O Imponderável

Está difícil andar no fio da navalha entre a fé cega e o conhecimento que machuca. Há sempre um lugar no meio onde a temperança nos aguarda, mas há tempos vivemos em dramáticos extremos. Há gente que precisamos assustar para que se cuidem, pois há quem só enxergue quando a vida o estapeia. E para estas é preciso desenhar a tragédia em detalhes e repetir diariamente feito mantra. Portadores da perigosa cegueira da ignorância, há que esfregar-lhes a morte no fuço para que não saiam, não se arrisquem, não morram, não matem. Mas há também um excesso de saber que desestabiliza.

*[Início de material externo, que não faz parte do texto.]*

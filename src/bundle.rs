//! Download-all bundling: fetch a resource's files into one ZIP archive.
//!
//! Files are fetched one at a time, in sequence, bounding peak memory and
//! connection use. Each per-file fetch is individually guarded: a failure is
//! recorded and the remaining files are still fetched and archived, so one
//! bad file URL costs exactly that file, not the whole bundle. The outcome
//! reports the bundled set and the failure list side by side.

use std::collections::HashSet;
use std::io::{Cursor, Write};

use thiserror::Error;
use tracing::{debug, info, instrument, warn};
use zip::ZipWriter;
use zip::write::SimpleFileOptions;

use crate::api::{ApiClient, ApiError};
use crate::model::FileInfo;

/// Errors assembling the archive itself (fetch failures are per-file data,
/// not errors — see [`BundleOutcome::failures`]).
#[derive(Debug, Error)]
pub enum BundleError {
    /// Failed to write one entry's bytes into the archive.
    #[error("failed to write {entry} into the archive: {source}")]
    Write {
        /// The archive entry name.
        entry: String,
        /// The underlying I/O error.
        #[source]
        source: std::io::Error,
    },

    /// The archive writer itself failed.
    #[error("failed to assemble archive: {source}")]
    Archive {
        #[from]
        source: zip::result::ZipError,
    },
}

/// One file that could not be fetched.
#[derive(Debug)]
pub struct BundleFailure {
    pub file_name: String,
    pub file_url: String,
    pub error: ApiError,
}

/// Result of bundling one resource's files.
#[derive(Debug)]
pub struct BundleOutcome {
    /// Archive file name: `{resource title}.zip`.
    pub archive_name: String,
    /// Finished archive bytes; `None` when no file could be fetched.
    pub archive: Option<Vec<u8>>,
    /// Entry names that made it into the archive, in fetch order.
    pub bundled: Vec<String>,
    /// Files that failed to fetch, with their errors.
    pub failures: Vec<BundleFailure>,
}

impl BundleOutcome {
    /// True when every file landed in the archive.
    #[must_use]
    pub fn is_complete(&self) -> bool {
        self.failures.is_empty() && self.archive.is_some()
    }
}

/// Fetches every file of a resource and assembles them into one in-memory
/// ZIP named after the resource title.
///
/// `progress` is called after each file completes (fetched or failed) with
/// `(done, total)`.
///
/// # Errors
///
/// Returns [`BundleError`] only when archive assembly itself fails; fetch
/// failures are collected into the outcome instead.
#[instrument(skip(client, files, progress), fields(title, files = files.len()))]
pub async fn bundle_resource(
    client: &ApiClient,
    title: &str,
    files: &[FileInfo],
    mut progress: impl FnMut(usize, usize),
) -> Result<BundleOutcome, BundleError> {
    let mut writer = ZipWriter::new(Cursor::new(Vec::new()));
    let options = SimpleFileOptions::default();

    let mut used_names = HashSet::new();
    let mut bundled = Vec::new();
    let mut failures = Vec::new();

    for (index, file) in files.iter().enumerate() {
        match client.fetch_file(&file.file_url).await {
            Ok(bytes) => {
                let entry = unique_entry_name(&file.file_name, &used_names);
                used_names.insert(entry.clone());
                writer.start_file(entry.as_str(), options)?;
                writer.write_all(&bytes).map_err(|source| BundleError::Write {
                    entry: entry.clone(),
                    source,
                })?;
                debug!(entry = %entry, bytes = bytes.len(), "file archived");
                bundled.push(entry);
            }
            Err(error) => {
                warn!(file = %file.file_name, url = %file.file_url, %error, "file skipped");
                failures.push(BundleFailure {
                    file_name: file.file_name.clone(),
                    file_url: file.file_url.clone(),
                    error,
                });
            }
        }
        progress(index + 1, files.len());
    }

    let archive = if bundled.is_empty() {
        None
    } else {
        Some(writer.finish()?.into_inner())
    };

    info!(
        bundled = bundled.len(),
        failed = failures.len(),
        "bundle assembled"
    );

    Ok(BundleOutcome {
        archive_name: format!("{title}.zip"),
        archive,
        bundled,
        failures,
    })
}

/// Picks an entry name that is free in the archive, suffixing duplicates
/// with `_2`, `_3`, ... before the extension.
fn unique_entry_name(file_name: &str, used: &HashSet<String>) -> String {
    if !used.contains(file_name) {
        return file_name.to_string();
    }
    let (stem, extension) = match file_name.rsplit_once('.') {
        Some((stem, ext)) if !stem.is_empty() => (stem, format!(".{ext}")),
        _ => (file_name, String::new()),
    };
    let mut suffix = 2;
    loop {
        let candidate = format!("{stem}_{suffix}{extension}");
        if !used.contains(&candidate) {
            return candidate;
        }
        suffix += 1;
    }
}

#[cfg(test)]
#[allow(clippy::unwrap_used)]
mod tests {
    use super::*;
    use wiremock::matchers::{method, path};
    use wiremock::{Mock, MockServer, ResponseTemplate};
    use zip::ZipArchive;

    fn file(server: &MockServer, name: &str, route: &str) -> FileInfo {
        FileInfo {
            file_id: route.trim_start_matches('/').to_string(),
            file_name: name.to_string(),
            file_url: format!("{}{route}", server.uri()),
        }
    }

    async fn mount_file(server: &MockServer, route: &str, body: &[u8]) {
        Mock::given(method("GET"))
            .and(path(route))
            .respond_with(ResponseTemplate::new(200).set_body_bytes(body.to_vec()))
            .mount(server)
            .await;
    }

    fn entries(archive: &[u8]) -> Vec<(String, Vec<u8>)> {
        let mut reader = ZipArchive::new(Cursor::new(archive.to_vec())).unwrap();
        (0..reader.len())
            .map(|i| {
                let mut entry = reader.by_index(i).unwrap();
                let mut contents = Vec::new();
                std::io::Read::read_to_end(&mut entry, &mut contents).unwrap();
                (entry.name().to_string(), contents)
            })
            .collect()
    }

    #[tokio::test]
    async fn test_three_files_bundle_into_one_named_archive() {
        let server = MockServer::start().await;
        mount_file(&server, "/f/1", b"questions").await;
        mount_file(&server, "/f/2", b"answers").await;
        mount_file(&server, "/f/3", b"marking scheme").await;

        let client = ApiClient::from_base(&server.uri()).unwrap();
        let files = [
            file(&server, "questions.pdf", "/f/1"),
            file(&server, "answers.pdf", "/f/2"),
            file(&server, "scheme.pdf", "/f/3"),
        ];

        let outcome = bundle_resource(&client, "Midterm 2023", &files, |_, _| {})
            .await
            .unwrap();

        assert_eq!(outcome.archive_name, "Midterm 2023.zip");
        assert!(outcome.is_complete());
        let entries = entries(outcome.archive.as_ref().unwrap());
        assert_eq!(entries.len(), 3);
        assert_eq!(entries[0], ("questions.pdf".to_string(), b"questions".to_vec()));
        assert_eq!(entries[2].0, "scheme.pdf");
    }

    #[tokio::test]
    async fn test_failed_file_is_reported_and_rest_still_bundle() {
        let server = MockServer::start().await;
        mount_file(&server, "/f/ok", b"fine").await;
        Mock::given(method("GET"))
            .and(path("/f/gone"))
            .respond_with(ResponseTemplate::new(404))
            .mount(&server)
            .await;

        let client = ApiClient::from_base(&server.uri()).unwrap();
        let files = [
            file(&server, "ok.pdf", "/f/ok"),
            file(&server, "gone.pdf", "/f/gone"),
        ];

        let outcome = bundle_resource(&client, "Quiz 1", &files, |_, _| {})
            .await
            .unwrap();

        assert!(!outcome.is_complete());
        assert_eq!(outcome.bundled, ["ok.pdf"]);
        assert_eq!(outcome.failures.len(), 1);
        assert_eq!(outcome.failures[0].file_name, "gone.pdf");
        assert!(matches!(
            outcome.failures[0].error,
            ApiError::Rejected { status: 404, .. }
        ));
        assert_eq!(entries(outcome.archive.as_ref().unwrap()).len(), 1);
    }

    #[tokio::test]
    async fn test_no_archive_when_every_fetch_fails() {
        let server = MockServer::start().await;
        let client = ApiClient::from_base(&server.uri()).unwrap();
        let files = [file(&server, "gone.pdf", "/missing")];

        let outcome = bundle_resource(&client, "Final 2022", &files, |_, _| {})
            .await
            .unwrap();
        assert!(outcome.archive.is_none());
        assert_eq!(outcome.failures.len(), 1);
    }

    #[tokio::test]
    async fn test_duplicate_file_names_get_suffixes() {
        let server = MockServer::start().await;
        mount_file(&server, "/f/1", b"one").await;
        mount_file(&server, "/f/2", b"two").await;

        let client = ApiClient::from_base(&server.uri()).unwrap();
        let files = [
            file(&server, "notes.pdf", "/f/1"),
            file(&server, "notes.pdf", "/f/2"),
        ];

        let outcome = bundle_resource(&client, "Week 1", &files, |_, _| {})
            .await
            .unwrap();
        assert_eq!(outcome.bundled, ["notes.pdf", "notes_2.pdf"]);
    }

    #[tokio::test]
    async fn test_progress_reports_each_file() {
        let server = MockServer::start().await;
        mount_file(&server, "/f/1", b"one").await;
        mount_file(&server, "/f/2", b"two").await;

        let client = ApiClient::from_base(&server.uri()).unwrap();
        let files = [
            file(&server, "a.pdf", "/f/1"),
            file(&server, "b.pdf", "/f/2"),
        ];

        let mut seen = Vec::new();
        bundle_resource(&client, "Week 1", &files, |done, total| {
            seen.push((done, total));
        })
        .await
        .unwrap();
        assert_eq!(seen, [(1, 2), (2, 2)]);
    }

    #[test]
    fn test_unique_entry_name_suffixes_before_extension() {
        let mut used = HashSet::new();
        assert_eq!(unique_entry_name("notes.pdf", &used), "notes.pdf");
        used.insert("notes.pdf".to_string());
        assert_eq!(unique_entry_name("notes.pdf", &used), "notes_2.pdf");
        used.insert("notes_2.pdf".to_string());
        assert_eq!(unique_entry_name("notes.pdf", &used), "notes_3.pdf");
        used.insert("README".to_string());
        assert_eq!(unique_entry_name("README", &used), "README_2");
    }
}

Uma curiosidade mórbida da mente que quer ser alimentada com todos os ângulos possíveis da tragédia. Uma necessidade de negar o imponderável e ter certeza inabalável sobre o futuro. Por que a mente não quer que você sobreviva, ela apenas precisa saber tudo sobre a sua morte. Nada mais aterrorizante para a ela que o susto: o desastre fatal que pula de trás do muro num dia de sol. Tranquiliza-se mais na desgraça prevista que na incerteza. E, sem querer de forma nenhuma relativizar o valor da ciência, principalmente neste momento de caos, quero exaltar o desconhecido, o poder do surpreendente. Super-venenos geram mortes, mas também super-humanos. Nenhum jogo está ganho, nenhum jogo está perdido. A verdade, felizmente, é dinâmica e a história está cheia de abismos e voos insuspeitos. Somos flexíveis, adaptáveis, isto nos faz sobrenaturais. Então te convido a não endurecer, a não quebrar, a balançar como as árvores na ventania. Lá fora está a pandemia: ela é real, matemática e previsível. Então, lave as mãos, fique em casa. Mas, em breve, dentro de você, uma janela de emergência se tornará visível. Ela leva a outro universo, onde somos magos, onde somos energia, onde o imprevisível opera. Esta janela só se abre com as pontas dos dedos da morte, e não é fácil, eu sei. Mas eu desejo que você possa olhar através dela, sem os óculos escuros da mente. Por que descobertas impensáveis vagam do outro lado, sobre o mundo, sobre você mesmo. Ainda indecifráveis, mas atravessadas pela inexplicável paz de sermos eternos.